But after all her hard work, their aunt had not lived long enough to reap the rewards of success. Pip remembered the carving on that ancient crypt in Thorford graveyard: Death is a bell that tolls for all; only the hour of its striking is unknown.
Enough thinking about death, she decided firmly. Shivering, she looked, in vain, for some sign of a break in the snow. What she needed now was a dose of that infamously uncrushable Piper optimism. It had never let her down before and it wouldn't now either.
The mail coach would be along soon. Surely.
If not the mail coach, then somebody would come along. She could not be the only living soul out on the Thorford road that afternoon — or evening as it must be by now; at least, the rapid dimming of daylight made it seem so.
The nearest cottage was shuttered, no sign of life. People out here on the moor were not keen on outsiders and it was unlikely they'd greet Pip— a strange-speaking foreigner— cordially at the door, or offer shelter. No matter, she thought, quickening her pace and humming in hopes of generating warmth. The mail coach would definitely appear over the hill soon.
Very soon.
Her stomach growled fiercely, reminding her that she had not eaten today at all. She really should have eaten breakfast before she left Whitby, but sitting at the long dining table, bookended by mournful Mortmain faces, who watched her every move as if she were a tigress in an exhibit, was never an enticing thought. It was even worse now that Serenity had chosen to run off on some mysterious journey, leaving only a short note for her sisters telling them not to worry.
At first, Pip assumed her sister would only be gone a few hours and that nightfall would surely bring her back. After all, where could she have gone? A ramble on the moors might keep her sister busy for half a day, but Serenity was not the sort to wander far enough to get lost. She always knew where she was going and it was never too far afield from the safe and familiar.

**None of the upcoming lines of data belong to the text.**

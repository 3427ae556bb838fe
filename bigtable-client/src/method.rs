use std::{fmt, time::Duration};

/// How many responses a [Method] produces
#[derive(Clone, Copy, Debug, PartialEq, Eq)]
pub enum CallKind {
    Unary,
    ServerStreaming,
}

/// The RPCs of the `google.bigtable.v2.Bigtable` service
#[derive(Clone, Copy, Debug, PartialEq, Eq, Hash)]
pub enum Method {
    ReadRows,
    SampleRowKeys,
    MutateRow,
    MutateRows,
    CheckAndMutateRow,
    ReadModifyWriteRow,
}

impl Method {
    pub const ALL: [Method; 6] = [
        Method::ReadRows,
        Method::SampleRowKeys,
        Method::MutateRow,
        Method::MutateRows,
        Method::CheckAndMutateRow,
        Method::ReadModifyWriteRow,
    ];

    pub fn name(self) -> &'static str {
        match self {
            Method::ReadRows => "ReadRows",
            Method::SampleRowKeys => "SampleRowKeys",
            Method::MutateRow => "MutateRow",
            Method::MutateRows => "MutateRows",
            Method::CheckAndMutateRow => "CheckAndMutateRow",
            Method::ReadModifyWriteRow => "ReadModifyWriteRow",
        }
    }

    /// The fully qualified gRPC method path
    pub fn path(self) -> &'static str {
        match self {
            Method::ReadRows => "/google.bigtable.v2.Bigtable/ReadRows",
            Method::SampleRowKeys => "/google.bigtable.v2.Bigtable/SampleRowKeys",
            Method::MutateRow => "/google.bigtable.v2.Bigtable/MutateRow",
            Method::MutateRows => "/google.bigtable.v2.Bigtable/MutateRows",
            Method::CheckAndMutateRow => "/google.bigtable.v2.Bigtable/CheckAndMutateRow",
            Method::ReadModifyWriteRow => "/google.bigtable.v2.Bigtable/ReadModifyWriteRow",
        }
    }

    pub fn kind(self) -> CallKind {
        match self {
            Method::ReadRows | Method::SampleRowKeys | Method::MutateRows => {
                CallKind::ServerStreaming
            }
            Method::MutateRow | Method::CheckAndMutateRow | Method::ReadModifyWriteRow => {
                CallKind::Unary
            }
        }
    }

    /// The deadline used when the caller doesn't supply one. Matches the
    /// service's published client configuration.
    pub fn default_timeout(self) -> Duration {
        let millis = match self {
            // Full table scans may legitimately run for hours
            Method::ReadRows => 43_200_000,
            Method::SampleRowKeys => 60_000,
            Method::MutateRow => 60_000,
            Method::MutateRows => 600_000,
            Method::CheckAndMutateRow => 20_000,
            Method::ReadModifyWriteRow => 20_000,
        };
        Duration::from_millis(millis)
    }
}

impl fmt::Display for Method {
    fn fmt(&self, f: &mut fmt::Formatter<'_>) -> fmt::Result {
        f.write_str(self.name())
    }
}

#[cfg(test)]
mod tests {
    use std::time::Duration;

    use super::{CallKind, Method};

    #[test]
    fn paths_end_with_name() {
        for method in Method::ALL.iter() {
            assert!(method.path().starts_with("/google.bigtable.v2.Bigtable/"));
            assert!(method.path().ends_with(method.name()));
            assert_eq!(method.to_string(), method.name());
        }
    }

    #[test]
    fn kinds() {
        let streaming: Vec<_> = Method::ALL
            .iter()
            .filter(|m| m.kind() == CallKind::ServerStreaming)
            .collect();
        assert_eq!(
            streaming,
            vec![&Method::ReadRows, &Method::SampleRowKeys, &Method::MutateRows]
        );
    }

    #[test]
    fn default_timeouts() {
        assert_eq!(
            Method::ReadRows.default_timeout(),
            Duration::from_secs(12 * 60 * 60)
        );
        assert_eq!(
            Method::CheckAndMutateRow.default_timeout(),
            Duration::from_secs(20)
        );
    }
}
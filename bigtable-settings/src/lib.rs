//! Client settings objects and initialization

#[macro_use]
extern crate slog_scope;

use std::time::Duration;

use bigtable_common::{BIGTABLE_ADDRESS, MAX_MESSAGE_LEN};
use config::{Config, ConfigError, Environment, File};
use serde_derive::Deserialize;

static PREFIX: &str = "bigtable";

#[derive(Clone, Debug, Deserialize)]
#[serde(default)]
pub struct Settings {
    /// The Google Cloud project owning the Bigtable instance
    pub project_id: String,
    /// The Bigtable instance id (not the full resource name)
    pub instance_id: String,
    /// Optional app profile used to route requests
    pub app_profile_id: Option<String>,

    /// The `host:port` of the Bigtable data API
    pub endpoint: String,
    /// Bigtable emulator `host:port`. When set, a plaintext channel is used
    /// and no credentials are loaded.
    pub emulator_host: Option<String>,

    /// Max size of sent and received gRPC messages, in bytes
    pub max_message_len: i32,
    /// Deadline applied to every call, in milliseconds. Overrides the
    /// per-method defaults when set.
    pub rpc_timeout_ms: Option<u64>,

    pub human_logs: bool,
}

impl Default for Settings {
    fn default() -> Settings {
        Settings {
            project_id: "".to_owned(),
            instance_id: "".to_owned(),
            app_profile_id: None,
            endpoint: BIGTABLE_ADDRESS.to_owned(),
            emulator_host: None,
            max_message_len: MAX_MESSAGE_LEN,
            rpc_timeout_ms: None,
            human_logs: false,
        }
    }
}

impl Settings {
    /// Load the settings from the config file if supplied, then the environment.
    pub fn with_env_and_config_file(filename: Option<&str>) -> Result<Self, ConfigError> {
        let mut s = Config::default();

        // Merge the config file if supplied
        if let Some(config_filename) = filename {
            s.merge(File::with_name(config_filename))?;
        }

        // Merge the environment overrides
        // While the prefix is currently case insensitive, it's traditional that
        // environment vars be UPPERCASE, this ensures that will continue should
        // Environment ever change their policy about case insensitivity.
        // This will accept environment variables specified as
        // `BIGTABLE_EMULATOR_HOST="localhost:8086"` as `emulator_host = "localhost:8086"`
        s.merge(Environment::with_prefix(&PREFIX.to_uppercase()).separator("__"))?;

        match s.try_into::<Self>() {
            Ok(mut s) => {
                s.normalize();
                Ok(s)
            }
            // Configuration errors are not very sysop friendly, Try to make them
            // a bit more 3AM useful.
            Err(ConfigError::Message(v)) => {
                println!("Bad configuration: {:?}", &v);
                println!("Please set in config file or use environment variable.");
                println!(
                    "For example to set `project_id` use env var `{}_PROJECT_ID`\n",
                    PREFIX.to_uppercase()
                );
                error!("Configuration error: Value undefined {:?}", &v);
                Err(ConfigError::NotFound(v))
            }
            Err(e) => {
                error!("Configuration error: Other: {:?}", &e);
                Err(e)
            }
        }
    }

    pub fn normalize(&mut self) {
        // An empty app profile means the instance's default profile
        if matches!(self.app_profile_id.as_deref(), Some("")) {
            self.app_profile_id = None;
        }
        if matches!(self.emulator_host.as_deref(), Some("")) {
            self.emulator_host = None;
        }
        if self.max_message_len <= 0 {
            self.max_message_len = MAX_MESSAGE_LEN;
        }
    }

    /// Whether the Bigtable emulator's in use
    pub fn uses_emulator(&self) -> bool {
        self.emulator_host.is_some()
    }

    /// The deadline overriding every method's default, if configured
    pub fn rpc_timeout(&self) -> Option<Duration> {
        self.rpc_timeout_ms.map(Duration::from_millis)
    }

    /// The address the gRPC channel connects to
    pub fn address(&self) -> &str {
        self.emulator_host.as_deref().unwrap_or(&self.endpoint)
    }

    pub fn banner(&self) -> String {
        let profile = self.app_profile_id.as_deref().unwrap_or("default");
        format!(
            "{} ({}) projects/{}/instances/{} [app profile: {}]",
            self.address(),
            if self.uses_emulator() {
                "emulator"
            } else {
                "secure"
            },
            self.project_id,
            self.instance_id,
            profile
        )
    }
}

But as it grew dark out yesterday she still had not returned to the house.
"The wench did not mention a desire to go owt," Lord Mortmain had muttered crossly when told of her lingering absence. "Why would she go alone and not take my son? Women don't go wandering orf. It ain't done."
Edwyn Mortmain was also distressed, but mostly because his father was angry. "I wish Miss Piper had said something to me before she left," he murmured, the words dripping out of his small mouth as if they were pennies for a cold-fingered pauper. "She did not ask for the carriage."
"I should think nowt," the old man grumbled. "Can't get the horses owt just for a pleasure jaunt in winter. What could the wench be thinking?"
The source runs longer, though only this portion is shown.